Australian motorcycle speedway rider

Wallace Norman Little (20 November 1909 – 27 July 1974) was a motorcycle speedway rider from Australia. He was champion of Australia in 1932 and earned 13 international caps for the Australia national speedway team.

== Biography==
Little, born in Woollahra, Sydney, won the 1932, 2 lap Australian Solo Championship at the Cumberland Oval. His form in Australia was noticed by the British clubs and Wembley Lions secured his services. However, he worked for the Sydney City Council in the telephone service and a special meeting with the Council and Lord Mayor was required to approve his move to England.

Little began riding for Wembley during the 1934 Speedway National League season but he struggled to make it into the first team despite captaining the reserves. His form improved which made him ineligible for the reserves, so he was loaned out to Wimbledon Dons.

After a difficult first season in the United Kingdom, Little returned to Australia but suffered a serious injury in a crash during February 1935, whilst riding for Australia against England in a test match. He broke his thigh and collarbone and missed the 1935 season for his parent club Wembley.

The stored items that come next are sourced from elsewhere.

use crate::core::ai::{
    models::{AiConfig, AiMessage, AiProviderResponse},
    AiProvider, ToolCall, ToolDescriptor,
};
use async_trait::async_trait;
use reqwest::Client;
use serde_json::{json, Value};
use std::error::Error;

const OPENROUTER_URL: &str = "https://openrouter.ai/api/v1/chat/completions";

pub struct OpenRouterClient {
    client: Client,
    api_key: String,
}

impl OpenRouterClient {
    pub fn new(api_key: String) -> Self {
        Self {
            client: Client::new(),
            api_key,
        }
    }

    /// One message in the chat completions wire format. Tool calls are nested
    /// under `function` there, and assistant turns that only call tools may
    /// have null content.
    fn wire_message(message: &AiMessage) -> Value {
        let mut wire = json!({
            "role": message.role,
            "content": message.content,
        });

        if !message.tool_calls.is_empty() {
            let calls: Vec<Value> = message
                .tool_calls
                .iter()
                .map(|call| {
                    json!({
                        "id": call.id,
                        "type": "function",
                        "function": { "name": call.name, "arguments": call.arguments },
                    })
                })
                .collect();
            wire["tool_calls"] = json!(calls);
            if message.content.is_empty() {
                wire["content"] = Value::Null;
            }
        }
        if let Some(call_id) = &message.tool_call_id {
            wire["tool_call_id"] = json!(call_id);
        }

        wire
    }

    fn build_payload(messages: &[AiMessage], tools: &[ToolDescriptor], config: &AiConfig) -> Value {
        let messages: Vec<Value> = messages.iter().map(Self::wire_message).collect();
        let mut payload = json!({
            "model": config.model,
            "messages": messages,
            "temperature": config.temperature,
        });

        if let Some(max_tokens) = config.max_tokens {
            payload["max_tokens"] = json!(max_tokens);
        }
        if let Some(top_p) = config.top_p {
            payload["top_p"] = json!(top_p);
        }
        if let Some(penalty) = config.repetition_penalty {
            payload["repetition_penalty"] = json!(penalty);
        }

        if config.reasoning_enabled.is_some() || config.reasoning_effort.is_some() {
            let mut reasoning = json!({});
            if let Some(enabled) = config.reasoning_enabled {
                reasoning["enabled"] = json!(enabled);
            }
            if let Some(effort) = &config.reasoning_effort {
                reasoning["effort"] = json!(effort);
            }
            payload["reasoning"] = reasoning;
        }

        if !tools.is_empty() {
            let tools: Vec<Value> = tools
                .iter()
                .map(|tool| json!({ "type": "function", "function": tool }))
                .collect();
            payload["tools"] = json!(tools);
            payload["tool_choice"] = json!("auto");
        }

        payload
    }

    fn parse_response(response_json: &Value) -> Result<AiProviderResponse, Box<dyn Error + Send + Sync>> {
        let message = response_json["choices"][0]
            .get("message")
            .ok_or("Failed to parse response: no message in first choice")?;

        let tool_calls: Vec<ToolCall> = message["tool_calls"]
            .as_array()
            .map(|calls| {
                calls
                    .iter()
                    .filter_map(|call| {
                        Some(ToolCall {
                            id: call["id"].as_str().unwrap_or_default().to_string(),
                            name: call["function"]["name"].as_str()?.to_string(),
                            arguments: call["function"]["arguments"]
                                .as_str()
                                .unwrap_or_default()
                                .to_string(),
                        })
                    })
                    .collect()
            })
            .unwrap_or_default();

        // Content is null when the model only asks for tools
        let content = match message["content"].as_str() {
            Some(text) => text.to_string(),
            None if !tool_calls.is_empty() => String::new(),
            None => return Err("Failed to parse response content".into()),
        };

        let thinking = message["reasoning"]
            .as_str()
            .filter(|r| !r.trim().is_empty())
            .map(str::to_string);

        Ok(AiProviderResponse {
            content,
            thinking,
            tool_calls,
        })
    }
}

#[async_trait]
impl AiProvider for OpenRouterClient {
    async fn chat_complete(
        &self,
        messages: &[AiMessage],
        tools: &[ToolDescriptor],
        config: &AiConfig,
    ) -> Result<AiProviderResponse, Box<dyn Error + Send + Sync>> {
        let payload = Self::build_payload(messages, tools, config);

        let response = self
            .client
            .post(OPENROUTER_URL)
            .header("Authorization", format!("Bearer {}", self.api_key))
            .header("Content-Type", "application/json")
            .json(&payload)
            .send()
            .await?;

        if !response.status().is_success() {
            let status = response.status();
            let text = response.text().await?;
            return Err(format!("OpenRouter API error: {} - {}", status, text).into());
        }

        let response_json: Value = response.json().await?;
        let parsed = Self::parse_response(&response_json)?;

        tracing::debug!(
            model = %config.model,
            tool_calls = parsed.tool_calls.len(),
            "OpenRouter completion received"
        );

        Ok(parsed)
    }
}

After a full years recovery, Little was ready to ride again in 1936 and performed well in Australia. He returned to British speedway in 1937 signing again for Wembley but once again found himself loaned out to Wimbledon. He enjoyed a much better 1938, averaging 7.56 for Wimbledon.

Hackney Wick Wolves made an attempt to sign Little in 1939 but he remained in Australia, where he finished his career and was still riding in 1949.